Longtime North Carolina newspaperman Mark Ethridge draws on his years at The Charlotte Observer to deliver a serviceable novel about race and memory in "Grievances" (New South Books, $27.95, 278 pages). After Charlotte Times beat reporter Matt Harper gets a newsroom visit from the scion of a patrician South Carolina Lowcountry family, he persuades his dubious editor to let him pursue the man's intriguing story about the decades-old unsolved murder of a black teenager. Despite interference from a lot of people -- including his paper's malicious publisher -- who don't want the story published, Harper travels to South Carolina to get to the bottom of the long-forgotten crime.

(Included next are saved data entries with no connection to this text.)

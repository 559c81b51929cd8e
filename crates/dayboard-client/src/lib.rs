//! CLI, configuration, output rendering
//!
//! This crate provides the `dayboard` command-line interface on top of the
//! `dayboard-providers` engine.

pub mod cli;
pub mod commands;
pub mod config;
pub mod error;
pub mod render;

pub use cli::Cli;
pub use error::{ClientError, ClientResult};
//! The facade handed to the display layer.
//!
//! An [`AgendaService`] owns the outcome of one credential acquisition. When
//! no session could be obtained, or no backend was configured at all, every
//! listing is empty; callers never see a provider error.

use chrono::{NaiveDate, TimeZone};
use dayboard_core::{Agenda, CalendarEntry, DayWindow};
use tokio_util::sync::CancellationToken;
use tracing::{debug, warn};

use crate::acquire::{Authorization, CredentialAcquirer};
use crate::aggregate::EventAggregator;
use crate::session::AuthorizedSession;

/// Calendar access for one signed-in user.
pub struct AgendaService {
    authorization: Option<Authorization>,
    aggregator: Option<EventAggregator>,
}

impl AgendaService {
    /// Creates a service from an acquisition outcome.
    pub fn new(authorization: Option<Authorization>, aggregator: EventAggregator) -> Self {
        Self {
            authorization,
            aggregator: Some(aggregator),
        }
    }

    /// Creates a service with no backend; every query is empty.
    pub fn unavailable() -> Self {
        Self {
            authorization: None,
            aggregator: None,
        }
    }

    /// Runs the acquirer and wraps its outcome.
    pub async fn acquire(
        acquirer: &CredentialAcquirer,
        aggregator: EventAggregator,
        cancel: &CancellationToken,
    ) -> Self {
        let authorization = acquirer.acquire(cancel).await;
        Self::new(authorization, aggregator)
    }

    /// Returns true if a session was obtained.
    pub fn is_authorized(&self) -> bool {
        self.session().is_some()
    }

    /// Returns the authorized session, if any.
    pub fn session(&self) -> Option<&AuthorizedSession> {
        self.authorization.as_ref().map(|a| &a.session)
    }

    /// Returns the signed-in user's email, if it could be resolved.
    pub fn user_email(&self) -> Option<&str> {
        self.authorization.as_ref().and_then(|a| a.email.as_deref())
    }

    /// Lists every accessible calendar, hidden ones included.
    pub async fn accessible_calendars(&self, cancel: &CancellationToken) -> Vec<CalendarEntry> {
        match &self.aggregator {
            Some(aggregator) => aggregator.lister().list_all(self.session(), cancel).await,
            None => Vec::new(),
        }
    }

    /// Aggregates today's events in the local timezone.
    pub async fn todays_events(&self, cancel: &CancellationToken) -> Agenda {
        self.events_in(DayWindow::today(), cancel).await
    }

    /// Aggregates the events of `date` as observed in `tz`.
    pub async fn events_on<Tz: TimeZone>(
        &self,
        date: NaiveDate,
        tz: &Tz,
        cancel: &CancellationToken,
    ) -> Agenda {
        self.events_in(DayWindow::for_date(date, tz), cancel).await
    }

    async fn events_in(&self, window: Option<DayWindow>, cancel: &CancellationToken) -> Agenda {
        let Some(aggregator) = &self.aggregator else {
            debug!("no calendar backend configured");
            return Agenda::empty();
        };
        let Some(window) = window else {
            warn!("requested day has no representable window");
            return Agenda::empty();
        };
        aggregator.events_in(self.session(), window, cancel).await
    }
}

Ethridge writes evocatively, particularly in his descriptions of Lowcountry life. But some readers will be put off by his extended "inside baseball" depictions of the intricacies of newsroom politics. Others, like me, might wish for a less treadworn plot and fewer characters -- particularly a drawling, bigoted South Carolina sheriff -- who've spent too much time at central casting.
Wilmingtonian Ellen Elizabeth Hunter sets her historical preservationist sleuth Ashley Wilkes on another agreeably diverting mission in "Murder on the ICW" (Magnolia Mysteries, $15, 223 pages). While restoring an old hunting lodge near the Intracoastal Waterway, Ashley uncovers a body beneath a pile of long-discarded bottles. Seems the lodge was long ago home to one of the many moonshine operations once common along the waterway in New Hanover County.
And when former and current suitors of her sister Melanie, a former Miss North Carolina, start dropping like houseflies around the time of Wilmington's celebrated Thanksgiving Flotilla, Ashley needs to persuade Port City cops to look beyond her sibling and into the city's past to catch the culprit.
Western North Carolina journalist Scott Nicholson's "The Farm" (Pinnacle, $6.99, paperback, 394 pages) is technically more horror story than mystery, but the book has plenty of the latter. If sketchy step-parents, evil spirits, blood-drinking scarecrows and haunted houses -- all set a against a murky mountain backdrop -- strike your fancy, then Nicholson's adept conjurations will strike it hard enough to leave a mark.